Aside from taste, mechanics is just one factor that may contribute to a toddler’s food likes and dislikes.
Yes, simply the color of food can be a factor when it comes to picky eaters. Whether it is the result of not liking a particular color or associating the color with another food your child does not like.
Try to always keep in mind the types of foods you are introducing into your child’s diet and mix up the colors. Remember that bright colors are particularly stimulating and will likely get more attention.
In the same way, think about food textures and try to make meals that have a variety of textures. When your child has a choice between applesauce and a piece of meat she may take the path of least resistance.
Food Spectrums – Pairing Foods
This concept also applies to select the most desired foods (sweets, salty) versus less desirable (bitter, sour) foods. Pair foods that are often eaten together but are at opposite spectrums. Sweet and sour or salty and bitter.Pairing can also be used to introduce less desirable foods into a toddler’s diet. This involves combining a food that your child likes with a bitter or sour food that is often pushed aside.
Once you have worked with color, texture, and taste, another tactic to add variety to your child’s new experience with solid foods, is to “bridge” foods. Bridging foods is the process of introducing a new food that is similar in color, texture and (when possible) taste. This may not be something you have thought of and it will take some time to plan out the foods that go together best. One example is squash and pumpkin.
10 Proven Tips to Get Your Toddler To Eat:
Consistency is very important to toddlers. Consistent bedtimes, bath times and mealtimes help your toddler know what to expect at dinner time every night.
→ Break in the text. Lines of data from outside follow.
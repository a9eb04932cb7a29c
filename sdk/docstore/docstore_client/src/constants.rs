// Copyright (c) Microsoft Corporation. All rights reserved.
// Licensed under the MIT License.

//! Header names and values used by the document store REST protocol.

use docstore_core::http::HeaderName;

pub const API_VERSION: &str = "2018-12-31";

pub const MS_DATE: HeaderName = HeaderName::from_static("x-ms-date");
pub const VERSION: HeaderName = HeaderName::from_static("x-ms-version");
pub const CLIENT_REQUEST_ID: HeaderName = HeaderName::from_static("x-ms-client-request-id");
pub const ACTIVITY_ID: HeaderName = HeaderName::from_static("x-ms-activity-id");
pub const PARTITION_KEY: HeaderName = HeaderName::from_static("x-ms-documentdb-partitionkey");
pub const IS_UPSERT: HeaderName = HeaderName::from_static("x-ms-documentdb-is-upsert");
pub const QUERY: HeaderName = HeaderName::from_static("x-ms-documentdb-isquery");
pub const QUERY_ENABLE_CROSS_PARTITION: HeaderName =
    HeaderName::from_static("x-ms-documentdb-query-enablecrosspartition");
pub const MAX_ITEM_COUNT: HeaderName = HeaderName::from_static("x-ms-max-item-count");
pub const CONTINUATION: HeaderName = HeaderName::from_static("x-ms-continuation");
pub const RETRY_AFTER_MS: HeaderName = HeaderName::from_static("x-ms-retry-after-ms");

pub const QUERY_CONTENT_TYPE: &str = "application/query+json";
Having the same routines and rituals at meal time will help the whole family be more peaceful and less stressed. Fewer feelings of overwhelm and stress can help reduce power struggles over food choices.
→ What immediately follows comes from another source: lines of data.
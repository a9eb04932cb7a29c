// Copyright (c) Microsoft Corporation. All rights reserved.
// Licensed under the MIT License.

use crate::error::{Error, ErrorKind, Result};
use crate::http::{Headers, Method, RawResponse, Request, StatusCode, Transport};
use async_trait::async_trait;
use std::time::Duration;
use tracing::debug;

/// A [`Transport`] backed by a pooled [`reqwest::Client`].
#[derive(Clone, Debug)]
pub struct ReqwestTransport {
    client: ::reqwest::Client,
}

impl ReqwestTransport {
    /// Creates a transport whose requests time out after `timeout`, if given.
    pub fn new(timeout: Option<Duration>) -> Result<Self> {
        let mut builder = ::reqwest::Client::builder();
        if let Some(timeout) = timeout {
            builder = builder.timeout(timeout);
        }
        let client = builder.build().map_err(|error| {
            Error::full(
                ErrorKind::Configuration,
                error,
                "failed to build the HTTP client",
            )
        })?;
        Ok(Self { client })
    }

    pub fn from_client(client: ::reqwest::Client) -> Self {
        Self { client }
    }
}

fn to_reqwest_method(method: Method) -> ::reqwest::Method {
    match method {
        Method::Get => ::reqwest::Method::GET,
        Method::Post => ::reqwest::Method::POST,
        Method::Put => ::reqwest::Method::PUT,
        Method::Delete => ::reqwest::Method::DELETE,
    }
}

fn map_transport_error(error: ::reqwest::Error) -> Error {
    if error.is_timeout() {
        Error::full(ErrorKind::NetworkTimeout, error, "request timed out")
    } else if error.is_builder() {
        Error::full(ErrorKind::InvalidArgument, error, "request could not be built")
    } else {
        Error::full(
            ErrorKind::ServiceUnavailable,
            error,
            "failed to reach the service",
        )
    }
}

#[async_trait]
impl Transport for ReqwestTransport {
    async fn send(&self, request: &Request) -> Result<RawResponse> {
        let mut builder = self
            .client
            .request(to_reqwest_method(request.method()), request.url().clone());
        for (name, value) in request.headers().iter() {
            builder = builder.header(name.as_str(), value);
        }
        if !request.body().is_empty() {
            builder = builder.body(request.body().clone());
        }

        let response = builder.send().await.map_err(map_transport_error)?;
        let status = StatusCode::new(response.status().as_u16());
        let mut headers = Headers::new();
        for (name, value) in response.headers() {
            if let Ok(value) = value.to_str() {
                headers.insert(name.as_str().to_owned(), value);
            }
        }
        let body = response.bytes().await.map_err(map_transport_error)?;
        debug!(%status, body_len = body.len(), "received response");

        Ok(RawResponse::new(status, headers, body))
    }
}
Let your toddler be involved in the mealtime preparation. Let them help set the table. Allow for a 5-minute warning and transitions from playtime to mealtime.
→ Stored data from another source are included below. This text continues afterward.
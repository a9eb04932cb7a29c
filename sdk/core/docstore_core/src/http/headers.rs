// Copyright (c) Microsoft Corporation. All rights reserved.
// Licensed under the MIT License.

use crate::error::{Error, ErrorKind, Result};
use std::{borrow::Cow, collections::HashMap, fmt, str::FromStr, time::Duration};

/// A case-insensitive header name, stored lower-cased.
#[derive(Clone, Debug, PartialEq, Eq, Hash, PartialOrd, Ord)]
pub struct HeaderName(Cow<'static, str>);

impl HeaderName {
    /// Creates a header name from a static, already lower-cased string.
    pub const fn from_static(name: &'static str) -> Self {
        Self(Cow::Borrowed(name))
    }

    pub fn as_str(&self) -> &str {
        &self.0
    }
}

impl From<&'static str> for HeaderName {
    fn from(name: &'static str) -> Self {
        if name.bytes().any(|b| b.is_ascii_uppercase()) {
            Self(Cow::Owned(name.to_ascii_lowercase()))
        } else {
            Self(Cow::Borrowed(name))
        }
    }
}

impl From<String> for HeaderName {
    fn from(name: String) -> Self {
        Self(Cow::Owned(name.to_ascii_lowercase()))
    }
}

impl fmt::Display for HeaderName {
    fn fmt(&self, f: &mut fmt::Formatter<'_>) -> fmt::Result {
        f.write_str(&self.0)
    }
}

pub const AUTHORIZATION: HeaderName = HeaderName::from_static("authorization");
pub const CONTENT_TYPE: HeaderName = HeaderName::from_static("content-type");
pub const ETAG: HeaderName = HeaderName::from_static("etag");
pub const IF_MATCH: HeaderName = HeaderName::from_static("if-match");
pub const RETRY_AFTER: HeaderName = HeaderName::from_static("retry-after");

/// A collection of HTTP headers.
#[derive(Clone, Debug, Default, PartialEq, Eq)]
pub struct Headers(HashMap<HeaderName, String>);

impl Headers {
    pub fn new() -> Self {
        Self::default()
    }

    /// Inserts a header, replacing any existing value.
    pub fn insert(&mut self, name: impl Into<HeaderName>, value: impl Into<String>) {
        self.0.insert(name.into(), value.into());
    }

    pub fn remove(&mut self, name: &HeaderName) -> Option<String> {
        self.0.remove(name)
    }

    pub fn get_optional_str(&self, name: &HeaderName) -> Option<&str> {
        self.0.get(name).map(String::as_str)
    }

    /// Gets a header value, failing with [`ErrorKind::DataConversion`] if it is missing.
    pub fn get_str(&self, name: &HeaderName) -> Result<&str> {
        self.get_optional_str(name).ok_or_else(|| {
            Error::message(
                ErrorKind::DataConversion,
                format!("header '{name}' is missing"),
            )
        })
    }

    /// Gets and parses a header value, if present.
    pub fn get_optional_as<T>(&self, name: &HeaderName) -> Result<Option<T>>
    where
        T: FromStr,
        T::Err: std::error::Error + Send + Sync + 'static,
    {
        self.get_optional_str(name)
            .map(|value| {
                value.trim().parse::<T>().map_err(|error| {
                    Error::full(
                        ErrorKind::DataConversion,
                        error,
                        format!("header '{name}' has an invalid value"),
                    )
                })
            })
            .transpose()
    }

    /// Reads a retry delay expressed in milliseconds.
    pub fn get_retry_after_ms(&self, name: &HeaderName) -> Option<Duration> {
        self.get_optional_as::<u64>(name)
            .ok()
            .flatten()
            .map(Duration::from_millis)
    }

    pub fn iter(&self) -> impl Iterator<Item = (&HeaderName, &str)> {
        self.0.iter().map(|(name, value)| (name, value.as_str()))
    }

    pub fn len(&self) -> usize {
        self.0.len()
    }

    pub fn is_empty(&self) -> bool {
        self.0.is_empty()
    }
}

#[cfg(test)]
mod tests {
    use super::*;

    #[test]
    fn names_are_case_insensitive() {
        let mut headers = Headers::new();
        headers.insert("X-Ms-Max-Item-Count", "10");
        assert_eq!(
            headers.get_optional_str(&HeaderName::from_static("x-ms-max-item-count")),
            Some("10")
        );
    }

    #[test]
    fn missing_header_is_a_conversion_error() {
        let headers = Headers::new();
        let error = headers.get_str(&ETAG).unwrap_err();
        assert_eq!(error.kind(), &ErrorKind::DataConversion);
    }

    #[test]
    fn parses_retry_after_milliseconds() {
        let name = HeaderName::from_static("x-ms-retry-after-ms");
        let mut headers = Headers::new();
        headers.insert(name.clone(), "250");
        assert_eq!(
            headers.get_retry_after_ms(&name),
            Some(Duration::from_millis(250))
        );

        headers.insert(name.clone(), "soon");
        assert_eq!(headers.get_retry_after_ms(&name), None);
    }
}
2- Make mealtime relaxed and fun:
When I was little I was a very picky eater. Super picky. Here is the thing, I really didn’t like many foods. Forcing them on me didn’t help at all.
I still remember mealtime battles and so many of those foods did not become something I enjoyed until early adulthood. Dinner time was often stressful for me as a young child. That memory has stuck with me. I still won’t eat chicken salad or egg salad, but I’ll eat chicken cooked other ways and I love scrambled eggs.
I share that story so hopefully, you’ll work to make mealtimes relaxing and fun for yourself and your toddler.
Some ideas to make it more relaxing and fun:
- Use small cookie cutters to cut up fruits and veggies into fun shapes
- Have a picnic or cookout
- Eat in the family room in your PJs while watching a movie
- Praise immediately when your child tries a new food
- Use non-food rewards like a sticker chart
- Grow your own food or visit a farmer’s market
- Some children may not eat a vegetable that is cooked but will consume it raw or vice versa. Try preparing it different ways to see if a certain method is preferable.
- Offer fruits and vegetables with a dip or yogurt
Have patience, remain calm, don’t make a big deal out of it if they refuse to try a new food or don’t like certain foods. Just keep offering the foods in different forms, different recipes in a calm relaxing way.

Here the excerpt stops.